//! Ticket operations
//!
//! Each operation turns caller parameters into an argument vector for one of
//! the automation scripts, runs it through a [`ScriptRunner`] and shapes the
//! outcome. A failed invocation is handed back unchanged as
//! [`Outcome::Failure`]; only a successful one is turned into the richer
//! per-operation response.

use crate::classifier::{self, TemplateCategory};
use crate::config::Config;
use crate::process::{ExecutionResult, Script, ScriptExecutor, ScriptRunner};
use crate::prompts::PromptTemplates;
use regex::Regex;
use serde::{Deserialize, Serialize};
use std::sync::Arc;

/// Template chosen for a ticket
#[derive(Debug, Clone, PartialEq, Eq, Serialize, Deserialize)]
pub struct TemplateSelection {
    /// Path of the template file
    pub template_path: String,
    /// Short name, e.g. `story`
    pub template_name: String,
}

impl TemplateSelection {
    /// Build a selection from a template path
    pub fn from_path(path: impl Into<String>) -> Self {
        let template_path = path.into();
        Self {
            template_name: classifier::template_name(&template_path),
            template_path,
        }
    }
}

/// Result of an operation: the shaped response, or the failed invocation
/// verbatim.
#[derive(Debug, Clone, PartialEq, Serialize)]
#[serde(untagged)]
pub enum Outcome<T> {
    /// The script succeeded
    Success(T),
    /// The script (or a prerequisite) failed
    Failure {
        /// The failed invocation
        #[serde(flatten)]
        result: ExecutionResult,
        /// Template looked up before the failure, if any
        #[serde(skip_serializing_if = "Option::is_none")]
        template: Option<TemplateSelection>,
    },
}
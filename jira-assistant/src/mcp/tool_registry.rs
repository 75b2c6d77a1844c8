//! Tool registry for MCP operations
//!
//! Tools are registered by name and looked up when a call arrives, so adding
//! a tool never touches the server's request handling.

use crate::dispatcher::Dispatcher;
use rmcp::model::{CallToolResult, Tool};
use rmcp::Error as McpError;
use std::collections::HashMap;
use std::sync::Arc;

/// Context shared by all tools during execution
#[derive(Clone, Debug)]
pub struct ToolContext {
    /// Runs the ticket operations
    pub dispatcher: Arc<Dispatcher>,
}

impl ToolContext {
    /// Create a new tool context
    pub fn new(dispatcher: Arc<Dispatcher>) -> Self {
        Self { dispatcher }
    }
}

/// Trait defining the interface for all MCP tools
#[async_trait::async_trait]
pub trait McpTool: Send + Sync {
    /// Get the tool's name
    fn name(&self) -> &'static str;

    /// Get the tool's description
    fn description(&self) -> &'static str;

    /// Get the tool's JSON schema for arguments
    fn schema(&self) -> serde_json::Value;

    /// Execute the tool with the given arguments and context
    async fn execute(
        &self,
        arguments: serde_json::Map<String, serde_json::Value>,
        context: &ToolContext,
    ) -> std::result::Result<CallToolResult, McpError>;
}

/// Registry for managing MCP tools
#[derive(Default)]
pub struct ToolRegistry {
    tools: HashMap<String, Box<dyn McpTool>>,
}

impl ToolRegistry {
    /// Create a new empty tool registry
    pub fn new() -> Self {
        Self {
            tools: HashMap::new(),
        }
    }

    /// Register a tool in the registry
    pub fn register<T: McpTool + 'static>(&mut self, tool: T) {
        let name = tool.name().to_string();
        self.tools.insert(name, Box::new(tool));
    }

    /// Get a tool by name
    pub fn get_tool(&self, name: &str) -> Option<&dyn McpTool> {
        self.tools.get(name).map(|tool| tool.as_ref())
    }

    /// List all registered tool names, sorted
    pub fn list_tool_names(&self) -> Vec<String> {
        let mut names: Vec<String> = self.tools.keys().cloned().collect();
        names.sort();
        names
    }

    /// Get all registered tools as Tool objects for MCP list_tools response
    pub fn list_tools(&self) -> Vec<Tool> {
        let mut tools: Vec<Tool> = self
            .tools
            .values()
            .map(|tool| {
                let schema_map = match tool.schema() {
                    serde_json::Value::Object(map) => map,
                    _ => serde_json::Map::new(),
                };

                Tool {
                    name: tool.name().into(),
                    description: Some(tool.description().into()),
                    input_schema: Arc::new(schema_map),
                    annotations: None,
                }
            })
            .collect();
        tools.sort_by(|a, b| a.name.cmp(&b.name));
        tools
    }

    /// Get the number of registered tools
    pub fn len(&self) -> usize {
        self.tools.len()
    }

    /// Check if the registry is empty
    pub fn is_empty(&self) -> bool {
        self.tools.is_empty()
    }
}

/// Base implementation providing common utility methods for MCP tools
pub struct BaseToolImpl;

impl BaseToolImpl {
    /// Parse tool arguments from a JSON map into a typed struct
    ///
    /// # Arguments
    ///
    /// * `arguments` - The JSON map of arguments from the MCP request
    ///
    /// # Returns
    ///
    /// * `Result<T, McpError>` - The parsed arguments or an `invalid_params` error
    pub fn parse_arguments<T: serde::de::DeserializeOwned>(
        arguments: serde_json::Map<String, serde_json::Value>,
    ) -> std::result::Result<T, McpError> {
        serde_json::from_value(serde_json::Value::Object(arguments))
            .map_err(|e| McpError::invalid_params(format!("Invalid arguments: {e}"), None))
    }
}

/// Register the ticket tools with the registry
pub fn register_ticket_tools(registry: &mut ToolRegistry) {
    use crate::mcp::tools::tickets;
    tickets::register_ticket_tools(registry);
}

/// Register the Confluence tools with the registry
pub fn register_confluence_tools(registry: &mut ToolRegistry) {
    use crate::mcp::tools::confluence;
    confluence::register_confluence_tools(registry);
}

#[cfg(test)]
mod tests {
    use super::*;
    use crate::config::Config;
    use crate::mcp::responses::create_json_response;
    use crate::test_utils::RecordingRunner;

    /// Mock tool for testing
    struct MockTool {
        name: &'static str,
        description: &'static str,
    }

    #[async_trait::async_trait]
    impl McpTool for MockTool {
        fn name(&self) -> &'static str {
            self.name
        }

        fn description(&self) -> &'static str {
            self.description
        }

        fn schema(&self) -> serde_json::Value {
            serde_json::json!({
                "type": "object",
                "properties": {},
                "required": []
            })
        }

        async fn execute(
            &self,
            _arguments: serde_json::Map<String, serde_json::Value>,
            context: &ToolContext,
        ) -> std::result::Result<CallToolResult, McpError> {
            let key = &context.dispatcher.config().project_key;
            Ok(create_json_response(
                &serde_json::json!({"success": true, "tool": self.name, "project": key}),
                false,
            ))
        }
    }

    fn context() -> ToolContext {
        let config = Config::for_project(std::env::temp_dir());
        let dispatcher = Dispatcher::with_runner(config, Arc::new(RecordingRunner::new()));
        ToolContext::new(Arc::new(dispatcher))
    }

    #[test]
    fn test_tool_registry_creation() {
        let registry = ToolRegistry::new();
        assert!(registry.is_empty());
        assert_eq!(registry.len(), 0);
    }

    #[test]
    fn test_tool_registration_and_lookup() {
        let mut registry = ToolRegistry::new();
        registry.register(MockTool {
            name: "lookup_test",
            description: "A lookup test tool",
        });

        assert_eq!(registry.len(), 1);
        let tool = registry.get_tool("lookup_test").unwrap();
        assert_eq!(tool.description(), "A lookup test tool");
        assert!(registry.get_tool("nonexistent").is_none());
    }

    #[test]
    fn test_list_tools_is_sorted() {
        let mut registry = ToolRegistry::new();
        registry.register(MockTool {
            name: "zeta",
            description: "z",
        });
        registry.register(MockTool {
            name: "alpha",
            description: "a",
        });

        let names: Vec<_> = registry
            .list_tools()
            .into_iter()
            .map(|tool| tool.name.to_string())
            .collect();
        assert_eq!(names, vec!["alpha", "zeta"]);
        assert_eq!(registry.list_tool_names(), vec!["alpha", "zeta"]);
    }

    #[tokio::test]
    async fn test_tool_execution() {
        let tool = MockTool {
            name: "exec_test",
            description: "Execution test tool",
        };

        let result = tool.execute(serde_json::Map::new(), &context()).await.unwrap();
        assert_eq!(result.is_error, Some(false));
        assert!(!result.content.is_empty());
    }

    #[test]
    fn test_all_tools_registered() {
        let mut registry = ToolRegistry::new();
        register_ticket_tools(&mut registry);
        register_confluence_tools(&mut registry);

        assert_eq!(
            registry.list_tool_names(),
            vec![
                "close_ticket",
                "create_ticket",
                "fetch_confluence_page",
                "find_related_tickets",
                "groom_ticket",
                "suggest_template",
                "sync_to_confluence",
            ]
        );
        for tool in registry.list_tools() {
            assert!(!tool.description.unwrap_or_default().is_empty());
            assert_eq!(tool.input_schema.get("type"), Some(&serde_json::json!("object")));
        }
    }

    #[test]
    fn test_parse_arguments_error_mentions_field() {
        use crate::mcp::types::CloseTicketRequest;

        let result: std::result::Result<CloseTicketRequest, McpError> =
            BaseToolImpl::parse_arguments(serde_json::Map::new());
        let err = result.unwrap_err();
        assert!(err.message.starts_with("Invalid arguments"));
        assert!(err.message.contains("ticket_key"));
    }
}
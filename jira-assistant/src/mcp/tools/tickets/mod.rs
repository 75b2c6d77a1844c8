//! Ticket tools for MCP operations
//!
//! This module provides the ticket tools using the tool registry pattern.
//! Each tool is in its own submodule with dedicated implementation and description.

pub mod close;
pub mod create;
pub mod find_related;
pub mod groom;
pub mod suggest_template;
pub mod sync;

use crate::mcp::tool_registry::ToolRegistry;

/// Register all ticket tools with the registry
pub fn register_ticket_tools(registry: &mut ToolRegistry) {
    registry.register(groom::GroomTicketTool::new());
    registry.register(create::CreateTicketTool::new());
    registry.register(find_related::FindRelatedTicketsTool::new());
    registry.register(close::CloseTicketTool::new());
    registry.register(sync::SyncToConfluenceTool::new());
    registry.register(suggest_template::SuggestTemplateTool::new());
}
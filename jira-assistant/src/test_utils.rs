//! Test doubles shared by unit and integration tests
//!
//! [`RecordingRunner`] stands in for the real script executor: it records
//! every invocation and answers with canned [`ExecutionResult`]s, so
//! dispatcher behaviour can be checked without spawning processes.
//!
//! ```
//! use jira_assistant::process::ExecutionResult;
//! use jira_assistant::test_utils::RecordingRunner;
//!
//! let runner = RecordingRunner::new()
//!     .respond("jira-close.sh", ExecutionResult::succeeded("closed"));
//! assert!(runner.invocations().is_empty());
//! ```

use crate::config::Config;
use crate::process::{ExecutionResult, ScriptRunner};
use async_trait::async_trait;
use std::collections::HashMap;
use std::path::Path;
use std::sync::Mutex;

/// One recorded call
#[derive(Debug, Clone, PartialEq, Eq)]
pub struct Invocation {
    /// Script file name
    pub program: String,
    /// Argument vector
    pub args: Vec<String>,
    /// Standard input, when provided
    pub input: Option<String>,
}

/// [`ScriptRunner`] that records calls and returns canned results.
///
/// Programs without a configured response succeed with empty output.
#[derive(Debug, Default)]
pub struct RecordingRunner {
    invocations: Mutex<Vec<Invocation>>,
    responses: HashMap<String, ExecutionResult>,
}

impl RecordingRunner {
    /// A runner where every program succeeds with empty output
    pub fn new() -> Self {
        Self::default()
    }

    /// Answer calls to `program` with `result`
    pub fn respond(mut self, program: impl Into<String>, result: ExecutionResult) -> Self {
        self.responses.insert(program.into(), result);
        self
    }

    /// Every call made so far, in order
    pub fn invocations(&self) -> Vec<Invocation> {
        self.invocations
            .lock()
            .map(|calls| calls.clone())
            .unwrap_or_default()
    }

    /// Calls made to one program, in order
    pub fn calls_to(&self, program: &str) -> Vec<Invocation> {
        self.invocations()
            .into_iter()
            .filter(|call| call.program == program)
            .collect()
    }
}

#[async_trait]
impl ScriptRunner for RecordingRunner {
    async fn run(&self, program: &str, args: &[String], input: Option<&str>) -> ExecutionResult {
        if let Ok(mut calls) = self.invocations.lock() {
            calls.push(Invocation {
                program: program.to_string(),
                args: args.to_vec(),
                input: input.map(str::to_string),
            });
        }

        self.responses
            .get(program)
            .cloned()
            .unwrap_or_else(|| ExecutionResult::succeeded(""))
    }
}

/// Lay out a throwaway project (`scripts/` and `.prompts/`) under `root`
/// and return its configuration.
pub fn create_test_project(root: &Path) -> std::io::Result<Config> {
    let config = Config::for_project(root);
    std::fs::create_dir_all(&config.scripts_dir)?;
    std::fs::create_dir_all(&config.prompts_dir)?;
    Ok(config)
}
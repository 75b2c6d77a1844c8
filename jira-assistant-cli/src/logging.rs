//! Logging setup for the CLI
//!
//! In MCP mode stdout carries the protocol, so logs go to a file under
//! `~/.jira-assistant` instead of the terminal.

use crate::cli::Cli;
use std::io::Write;
use std::path::PathBuf;
use std::sync::{Arc, Mutex};
use tracing::Level;

/// Directory under the home directory that holds the MCP log
pub const LOG_DIR_NAME: &str = ".jira-assistant";

/// Default MCP log file name
pub const DEFAULT_LOG_FILE: &str = "mcp.log";

/// Environment variable overriding the MCP log file name
pub const LOG_FILE_ENV: &str = "JIRA_ASSISTANT_LOG_FILE";

/// A thread-safe writer that flushes and syncs every write.
///
/// MCP clients usually swallow the server's stderr, so the log file is the
/// only record of a session. Syncing on each write keeps it complete even if
/// the client kills the server.
///
/// # Example
///
/// ```no_run
/// use std::io::Write;
/// use std::sync::{Arc, Mutex};
/// use std::fs::File;
/// use jira_assistant_cli::logging::FileWriterGuard;
///
/// let file = File::create("log.txt").unwrap();
/// let mut guard = FileWriterGuard::new(Arc::new(Mutex::new(file)));
/// guard.write_all(b"Log message\n").unwrap();
/// ```
pub struct FileWriterGuard {
    file: Arc<Mutex<std::fs::File>>,
}

impl FileWriterGuard {
    /// Creates a new `FileWriterGuard` wrapping the given file
    pub fn new(file: Arc<Mutex<std::fs::File>>) -> Self {
        Self { file }
    }

    fn lock(&self) -> std::io::Result<std::sync::MutexGuard<'_, std::fs::File>> {
        self.file
            .lock()
            .map_err(|_| std::io::Error::other("log file mutex was poisoned"))
    }
}

impl Write for FileWriterGuard {
    fn write(&mut self, buf: &[u8]) -> std::io::Result<usize> {
        let mut file = self.lock()?;
        let written = file.write(buf)?;
        file.flush()?;
        file.sync_all()?;
        Ok(written)
    }

    fn flush(&mut self) -> std::io::Result<()> {
        let mut file = self.lock()?;
        file.flush()?;
        file.sync_all()
    }
}

/// Pick the log level from the command line flags
pub fn log_level(cli: &Cli, is_mcp_mode: bool) -> Level {
    if is_mcp_mode {
        Level::DEBUG
    } else if cli.quiet {
        Level::ERROR
    } else if cli.debug {
        Level::DEBUG
    } else if cli.verbose {
        Level::TRACE
    } else {
        Level::INFO
    }
}

/// Location of the MCP log file
pub fn log_file_path() -> PathBuf {
    let log_dir = match dirs::home_dir() {
        Some(home) => home.join(LOG_DIR_NAME),
        None => PathBuf::from(LOG_DIR_NAME),
    };
    let file_name = std::env::var(LOG_FILE_ENV).unwrap_or_else(|_| DEFAULT_LOG_FILE.to_string());
    log_dir.join(file_name)
}

fn init_stderr(level: Level) {
    tracing_subscriber::fmt()
        .with_writer(std::io::stderr)
        .with_max_level(level)
        .init();
}

/// Install the global tracing subscriber
pub fn init_logging(cli: &Cli, is_mcp_mode: bool) {
    let level = log_level(cli, is_mcp_mode);

    if !is_mcp_mode {
        init_stderr(level);
        return;
    }

    let log_file = log_file_path();
    if let Some(parent) = log_file.parent() {
        if let Err(e) = std::fs::create_dir_all(parent) {
            eprintln!("Failed to create log directory {}: {}", parent.display(), e);
        }
    }

    match std::fs::OpenOptions::new()
        .create(true)
        .append(true)
        .open(&log_file)
    {
        Ok(file) => {
            let shared = Arc::new(Mutex::new(file));
            tracing_subscriber::fmt()
                .with_writer(move || FileWriterGuard::new(Arc::clone(&shared)))
                .with_max_level(level)
                .with_ansi(false)
                .init();
        }
        Err(e) => {
            init_stderr(level);
            tracing::warn!("Failed to open log file {}, using stderr: {}", log_file.display(), e);
        }
    }
}
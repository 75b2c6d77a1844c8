//! Exit code constants for CLI commands
//!
//! - 0: Success
//! - 1: Runtime failure (I/O, server errors)
//! - 2: Invalid input or configuration

/// Successful execution
pub const EXIT_SUCCESS: i32 = 0;

/// Runtime failure such as an unreadable file or a server error
pub const EXIT_WARNING: i32 = 1;

/// Invalid documents, arguments or configuration
pub const EXIT_ERROR: i32 = 2;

########

**About this exercise**
In the listing above, transcribe exactly everything from the line containing "complete even if" down to the line containing "else if cli.debug", including both and nothing more.

**Written response**
/// only record of a session. Syncing on each write keeps it complete even if
/// the client kills the server.
///
/// # Example
///
/// ```no_run
/// use std::io::Write;
/// use std::sync::{Arc, Mutex};
/// use std::fs::File;
/// use jira_assistant_cli::logging::FileWriterGuard;
///
/// let file = File::create("log.txt").unwrap();
/// let mut guard = FileWriterGuard::new(Arc::new(Mutex::new(file)));
/// guard.write_all(b"Log message\n").unwrap();
/// ```
pub struct FileWriterGuard {
    file: Arc<Mutex<std::fs::File>>,
}

impl FileWriterGuard {
    /// Creates a new `FileWriterGuard` wrapping the given file
    pub fn new(file: Arc<Mutex<std::fs::File>>) -> Self {
        Self { file }
    }

    fn lock(&self) -> std::io::Result<std::sync::MutexGuard<'_, std::fs::File>> {
        self.file
            .lock()
            .map_err(|_| std::io::Error::other("log file mutex was poisoned"))
    }
}

impl Write for FileWriterGuard {
    fn write(&mut self, buf: &[u8]) -> std::io::Result<usize> {
        let mut file = self.lock()?;
        let written = file.write(buf)?;
        file.flush()?;
        file.sync_all()?;
        Ok(written)
    }

    fn flush(&mut self) -> std::io::Result<()> {
        let mut file = self.lock()?;
        file.flush()?;
        file.sync_all()
    }
}

/// Pick the log level from the command line flags
pub fn log_level(cli: &Cli, is_mcp_mode: bool) -> Level {
    if is_mcp_mode {
        Level::DEBUG
    } else if cli.quiet {
        Level::ERROR
    } else if cli.debug {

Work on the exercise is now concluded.